Due to limited DNA quantities, 5 µL of each sample was used for preliminary PCR screening with RAPD primers (OPB-05) to confirm amplifiable DNA. The reaction mixture included template DNA, 10 µM OPB-05 primer, 200 µM dNTP mix, 1 U Taq DNA polymerase, 1× PCR buffer, 1.5 mM MgCl₂, and nuclease-free water. Successful amplification with RAPD primers confirmed DNA integrity. Subsequently, the voltage-gated sodium channel (VGSC) gene region was targeted using primers 1273iF (5′-AAGCCGCCATTGTTACCAGA-3′) and 1973iR (5′-GCTGTTGTTACCGTGGAGCA-3′), validated by Millán-Leiva et al. (2018) [17]. Reactions were performed in triplicate under identical conditions: initial denaturation: 94 °C for 2 min, 35 cycles of denaturation: 94 °C for 30 s, annealing: 51 °C for 30 s, extension: 72 °C for 60 s, and lastly, additional final extension: 72 °C for 10 min.

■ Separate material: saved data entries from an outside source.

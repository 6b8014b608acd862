use crate::error::{MobiError, Result};
use crate::exth::record::ExthRecord;

const ISBN13_PREFIX: &str = "978";
const CHECK_DIGITS: &[u8; 12] = b"0123456789X0";

/// Whether `isbn` is a structurally valid ISBN-10 or ISBN-13.
pub fn is_valid_isbn(isbn: &str) -> bool {
    is_valid_isbn10(isbn) || is_valid_isbn13(isbn)
}

/// `978`/`979`, then four digit groups of 1-5, 1-7, 1-6 and 1 digits.
///
/// Groups are joined by one separator (space or hyphen) used throughout, or
/// by nothing at all.
pub fn is_valid_isbn13(isbn: &str) -> bool {
    let Some(rest) = isbn
        .strip_prefix("978")
        .or_else(|| isbn.strip_prefix("979"))
    else {
        return false;
    };
    match rest.chars().next() {
        Some(sep @ (' ' | '-')) => {
            let groups: Vec<&str> = rest[1..].split(sep).collect();
            groups_match(&groups, &[5, 7, 6, 1], false)
        }
        _ => digits_between(rest, 4, 19),
    }
}

/// Four groups of 1-5, 1-7 and 1-6 digits and a final digit or `X`.
///
/// Same separator rule as [`is_valid_isbn13`].
pub fn is_valid_isbn10(isbn: &str) -> bool {
    match isbn.chars().find(|c| !c.is_ascii_digit()) {
        Some(sep @ (' ' | '-')) => {
            let groups: Vec<&str> = isbn.split(sep).collect();
            groups_match(&groups, &[5, 7, 6, 1], true)
        }
        _ if !isbn.is_ascii() => false,
        _ => {
            let (body, last) = isbn.split_at(isbn.len().saturating_sub(1));
            (last == "X" || digits_between(last, 1, 1)) && digits_between(body, 3, 18)
        }
    }
}

fn groups_match(groups: &[&str], max_lens: &[usize], x_check: bool) -> bool {
    groups.len() == max_lens.len()
        && groups.iter().zip(max_lens).enumerate().all(|(i, (group, &max))| {
            let is_check = i == max_lens.len() - 1;
            (x_check && is_check && *group == "X") || digits_between(group, 1, max)
        })
}

fn digits_between(s: &str, min: usize, max: usize) -> bool {
    (min..=max).contains(&s.len()) && s.bytes().all(|b| b.is_ascii_digit())
}

fn strip_separators(isbn: &str) -> String {
    isbn.chars().filter(|c| *c != '-' && *c != ' ').collect()
}

fn digit_values(s: &str, isbn: &str) -> Result<Vec<u32>> {
    s.chars()
        .map(|c| {
            c.to_digit(10).ok_or_else(|| {
                MobiError::InvalidArgument(format!("cannot convert ISBN '{isbn}'"))
            })
        })
        .collect()
}

/// Convert an ISBN-13 with the `978` prefix to its ISBN-10 form.
///
/// `979` ISBNs have no ISBN-10 equivalent.
pub fn isbn13_to_10(isbn: &str) -> Result<String> {
    let plain = strip_separators(isbn);
    if !plain.starts_with(ISBN13_PREFIX) {
        return Err(MobiError::InvalidArgument(format!(
            "'{isbn}' has no ISBN-10 form"
        )));
    }
    let s9 = plain.get(3..12).ok_or_else(|| {
        MobiError::InvalidArgument(format!("'{isbn}' is too short for an ISBN-13"))
    })?;
    let sum: u32 = digit_values(s9, isbn)?
        .iter()
        .enumerate()
        .map(|(i, v)| (10 - i as u32) * v)
        .sum();
    let n = 11 - (sum % 11) as usize;
    Ok(format!("{s9}{}", CHECK_DIGITS[n] as char))
}

/// Convert an ISBN-10 to its `978`-prefixed ISBN-13 form.
pub fn isbn10_to_13(isbn: &str) -> Result<String> {
    let plain = strip_separators(isbn);
    let s9 = plain.get(..9).ok_or_else(|| {
        MobiError::InvalidArgument(format!("'{isbn}' is too short for an ISBN-10"))
    })?;
    let s12 = format!("{ISBN13_PREFIX}{s9}");
    let sum: u32 = digit_values(&s12, isbn)?
        .iter()
        .enumerate()
        .map(|(i, v)| if i % 2 == 0 { *v } else { 3 * v })
        .sum();
    let n = (10 - sum % 10) % 10;
    Ok(format!("{s12}{}", CHECK_DIGITS[n as usize] as char))
}

/// ISBN record (UTF-8).
#[derive(Debug)]
pub struct IsbnView<R> {
    record: R,
}

impl<R: AsRef<ExthRecord>> IsbnView<R> {
    pub fn new(record: R) -> Self {
        Self { record }
    }

    /// The ISBN as stored, separators included.
    pub fn isbn(&self) -> String {
        String::from_utf8_lossy(self.record.as_ref().data()).into_owned()
    }

    /// Whether the stored value is an ISBN-13 (`978` or `979`, 13 digits).
    pub fn is_isbn13(&self) -> bool {
        let plain = strip_separators(&self.isbn());
        plain.len() == 13 && (plain.starts_with(ISBN13_PREFIX) || plain.starts_with("979"))
    }

    /// The ISBN-13 form without separators.
    pub fn as_isbn13(&self) -> Result<String> {
        if self.is_isbn13() {
            return Ok(strip_separators(&self.isbn()));
        }
        isbn10_to_13(&self.isbn())
    }

    /// The ISBN-10 form without separators.
    pub fn as_isbn10(&self) -> Result<String> {
        if !self.is_isbn13() {
            return Ok(strip_separators(&self.isbn()));
        }
        isbn13_to_10(&self.isbn())
    }

    pub fn record(&self) -> &ExthRecord {
        self.record.as_ref()
    }

    pub fn into_record(self) -> R {
        self.record
    }
}

impl<R: AsRef<ExthRecord> + AsMut<ExthRecord>> IsbnView<R> {
    /// Store `isbn` verbatim after validating its structure.
    pub fn set_isbn(&mut self, isbn: &str) -> Result<()> {
        if !is_valid_isbn(isbn) {
            return Err(MobiError::InvalidArgument(format!(
                "'{isbn}' is not a valid ISBN"
            )));
        }
        self.record.as_mut().set_data(isbn.as_bytes().to_vec());
        Ok(())
    }
}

PCR products were resolved on 0.8% agarose gels, stained with ethidium bromide, and visualized under UV light.

2.5. RFLP Analysis of the PCR Products

Restriction Fragment Length Polymorphism (RFLP) analysis was performed on the amplified PCR products, following the protocol of Millan-Leiva et al. (2018) [17]. Briefly, PCR products were digested with the SacI restriction enzyme (Thermo Fisher Scientific, Waltham, MA, USA). The resulting restriction fragments were then separated by electrophoresis on a 2% TBE agarose gel. Following electrophoresis, the gel was stained, visualized under UV light, and the banding patterns were documented using a gel imaging system.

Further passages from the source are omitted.